In "How Women Rise", Sally Helgesen takes the framework originally laid out in
Marshall Goldsmith’s "What Got You Here Won’t Get You There" – in which
Goldsmith tackles 20 different habits that hold leaders back from getting
themselves and their teams to the next level – and discusses 12 different habits
that women typically exhibit that may hold them back (since Helgesen and
Goldsmith found that, upon closer examination of "What Got You Here Won’t Get
You There", female leaders often faced a different set of habits and setbacks
than “leaders” in the original book).

Helgesen notes that a part of why these habits proliferate in the first place is
because women have been rewarded for exhibiting certain behaviors while being
penalized for others – for example, 1 habit details how women are often
reluctant to claim credit for their achievements compared to their male peers.
Instead, they are more likely to either share recognition or not call attention
to their achievements at all. In this scenario, there is certainly a lot to
unpack around how 'ambitious' women can often be penalized, but Helgesen focuses
on how women can recognize and overcome this habit on an individual scale,
making the point that managers and executives won’t be able to see (or reward!)
what’s not on their radars, and gives an actionable framework for those who
struggle with this particular tendency.

Helgesen details several scenarios for each of the 12 habits, including ones
that many women in leadership will likely resonate with – such as being the only
woman in the room or being subject to an unfair double standard for how they may
behave – and discusses the different scenarios with both curiosity and
compassion. She encourages women to focus on what they can control and on
finding small, incremental opportunities for improvement.

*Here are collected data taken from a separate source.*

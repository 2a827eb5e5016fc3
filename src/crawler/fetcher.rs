//! Resilient listing page fetcher
//!
//! This module turns one `(index key, page)` pair into catalog entries:
//! - Building the listing URL from the source configuration
//! - Rendering the page in a fresh render context per attempt
//! - Collecting the JSON payload, scraped links and markup
//! - Reconciling them through the extraction chain
//! - Retrying render errors and empty results with a growing delay

use crate::catalog::CatalogEntry;
use crate::config::SourceConfig;
use crate::crawler::extract::{ExtractionChain, PageSnapshot};
use crate::render::{RenderContext, RenderError, Renderer, ResponsePredicate, WaitStrategy};
use async_trait::async_trait;
use std::sync::Arc;
use std::time::Duration;
use thiserror::Error;
use url::Url;

/// Errors surfaced by the fetcher once retries are spent
#[derive(Debug, Error)]
pub enum FetchError {
    #[error("Page {page} of index key '{index_key}' failed after {attempts} attempts: {source}")]
    Exhausted {
        index_key: String,
        page: u32,
        attempts: u32,
        #[source]
        source: RenderError,
    },

    #[error("Invalid listing URL: {0}")]
    InvalidListingUrl(#[from] url::ParseError),
}

/// Anything that can produce the entries of one listing page
///
/// An empty vector means the page holds no entries.
#[async_trait]
pub trait PageSource: Send + Sync {
    async fn fetch_page(
        &self,
        index_key: &str,
        page: u32,
        page_size: u32,
    ) -> Result<Vec<CatalogEntry>, FetchError>;
}

/// How often and how patiently a page is retried
///
/// The delay after attempt `n` is `base_delay + step * (n - 1)`.
#[derive(Debug, Clone, Copy, PartialEq, Eq)]
pub struct RetryPolicy {
    pub attempts: u32,
    pub base_delay: Duration,
    pub step: Duration,
}

impl Default for RetryPolicy {
    /// 3 attempts, waiting 2s then 3s
    fn default() -> Self {
        Self {
            attempts: 3,
            base_delay: Duration::from_secs(2),
            step: Duration::from_secs(1),
        }
    }
}

impl RetryPolicy {
    /// Same attempt count without any delay between attempts
    pub fn immediate(attempts: u32) -> Self {
        Self {
            attempts,
            base_delay: Duration::ZERO,
            step: Duration::ZERO,
        }
    }

    pub fn delay_after(&self, attempt: u32) -> Duration {
        self.base_delay + self.step * attempt.saturating_sub(1)
    }
}

/// Page fetcher backed by a [`Renderer`]
pub struct FetchClient {
    renderer: Arc<dyn Renderer>,
    chain: ExtractionChain,
    source: SourceConfig,
    retry: RetryPolicy,
}

impl FetchClient {
    pub fn new(renderer: Arc<dyn Renderer>, source: SourceConfig) -> Self {
        Self {
            renderer,
            chain: ExtractionChain::standard(&source),
            source,
            retry: RetryPolicy::default(),
        }
    }

    pub fn with_retry_policy(mut self, retry: RetryPolicy) -> Self {
        self.retry = retry;
        self
    }

    /// Builds the listing URL for one page of an index key
    ///
    /// # Example
    ///
    /// For `listing-url = "https://catalog.example.com/games"`, key `"а"`,
    /// page 2 and page size 100 the result is
    /// `https://catalog.example.com/games?letter=%D0%B0&page=2&per_page=100&sort=popular`.
    pub fn build_listing_url(
        &self,
        index_key: &str,
        page: u32,
        page_size: u32,
    ) -> Result<Url, FetchError> {
        let mut url = Url::parse(&self.source.listing_url)?;
        url.query_pairs_mut()
            .append_pair("letter", index_key)
            .append_pair("page", &page.to_string())
            .append_pair("per_page", &page_size.to_string())
            .append_pair("sort", &self.source.sort);
        Ok(url)
    }

    /// One attempt in a fresh context, released on every path
    async fn attempt(&self, url: &Url) -> Result<Vec<CatalogEntry>, RenderError> {
        let mut context = self.renderer.acquire_context().await?;
        let result = self.extract_in(context.as_mut(), url).await;
        context.release().await;
        result
    }

    async fn extract_in(
        &self,
        context: &mut dyn RenderContext,
        url: &Url,
    ) -> Result<Vec<CatalogEntry>, RenderError> {
        let rendered = context
            .render(url, WaitStrategy::NetworkIdle, self.source.navigation_timeout())
            .await?;

        // Each auxiliary view is optional; the chain copes with what is there
        let predicate = ResponsePredicate::url_contains(&self.source.payload_url_fragment);
        let payload = context
            .observe_json_response(&predicate, self.source.payload_timeout())
            .await
            .unwrap_or_else(|e| {
                tracing::debug!("No payload observed for {}: {}", url, e);
                None
            });

        let scraped = context
            .extract_by_css(&self.source.entry_selectors)
            .await
            .unwrap_or_else(|e| {
                tracing::debug!("Link scraping failed for {}: {}", url, e);
                Vec::new()
            });

        let markup = context.content().await.ok();

        let snapshot = PageSnapshot {
            final_url: rendered.final_url,
            payload,
            scraped,
            markup,
        };

        Ok(self.chain.run(&snapshot))
    }
}

#[async_trait]
impl PageSource for FetchClient {
    async fn fetch_page(
        &self,
        index_key: &str,
        page: u32,
        page_size: u32,
    ) -> Result<Vec<CatalogEntry>, FetchError> {
        let url = self.build_listing_url(index_key, page, page_size)?;
        let attempts = self.retry.attempts.max(1);
        let mut last_error = None;

        for attempt in 1..=attempts {
            match self.attempt(&url).await {
                Ok(entries) if !entries.is_empty() => return Ok(entries),
                Ok(_) => {
                    tracing::debug!(
                        "Attempt {}/{} for {} returned no entries",
                        attempt,
                        attempts,
                        url
                    );
                    last_error = None;
                }
                Err(e) => {
                    tracing::warn!("Attempt {}/{} for {} failed: {}", attempt, attempts, url, e);
                    last_error = Some(e);
                }
            }

            if attempt < attempts {
                tokio::time::sleep(self.retry.delay_after(attempt)).await;
            }
        }

        match last_error {
            Some(source) => Err(FetchError::Exhausted {
                index_key: index_key.to_string(),
                page,
                attempts,
                source,
            }),
            None => Ok(Vec::new()),
        }
    }
}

These habits may manifest in different ways for female advisors or women within
the financial advice industry as they either lead a firm, give advice to
clients, or are starting their careers. For example, Helgesen points to
“minimizing” either oneself or one’s authority (Habit 9) for anyone who has ever
been a chronic apologizer or downplayed their own knowledge – or, conversely,
overvaluing the authority and expertise of others (Habit 3) and being reluctant
to raise one’s hand and take the risks needed to accumulate that authority
themselves. Notably, it’s unlikely anyone will have all 12 habits (since several
of them contradict), but "How Women Rise" can give a solid framework to
recognize and articulate the different socialization factors at play that many
women (and men) face, and an approachable strategy toward improvement for women
to continue evolving professionally and keep their careers moving forward!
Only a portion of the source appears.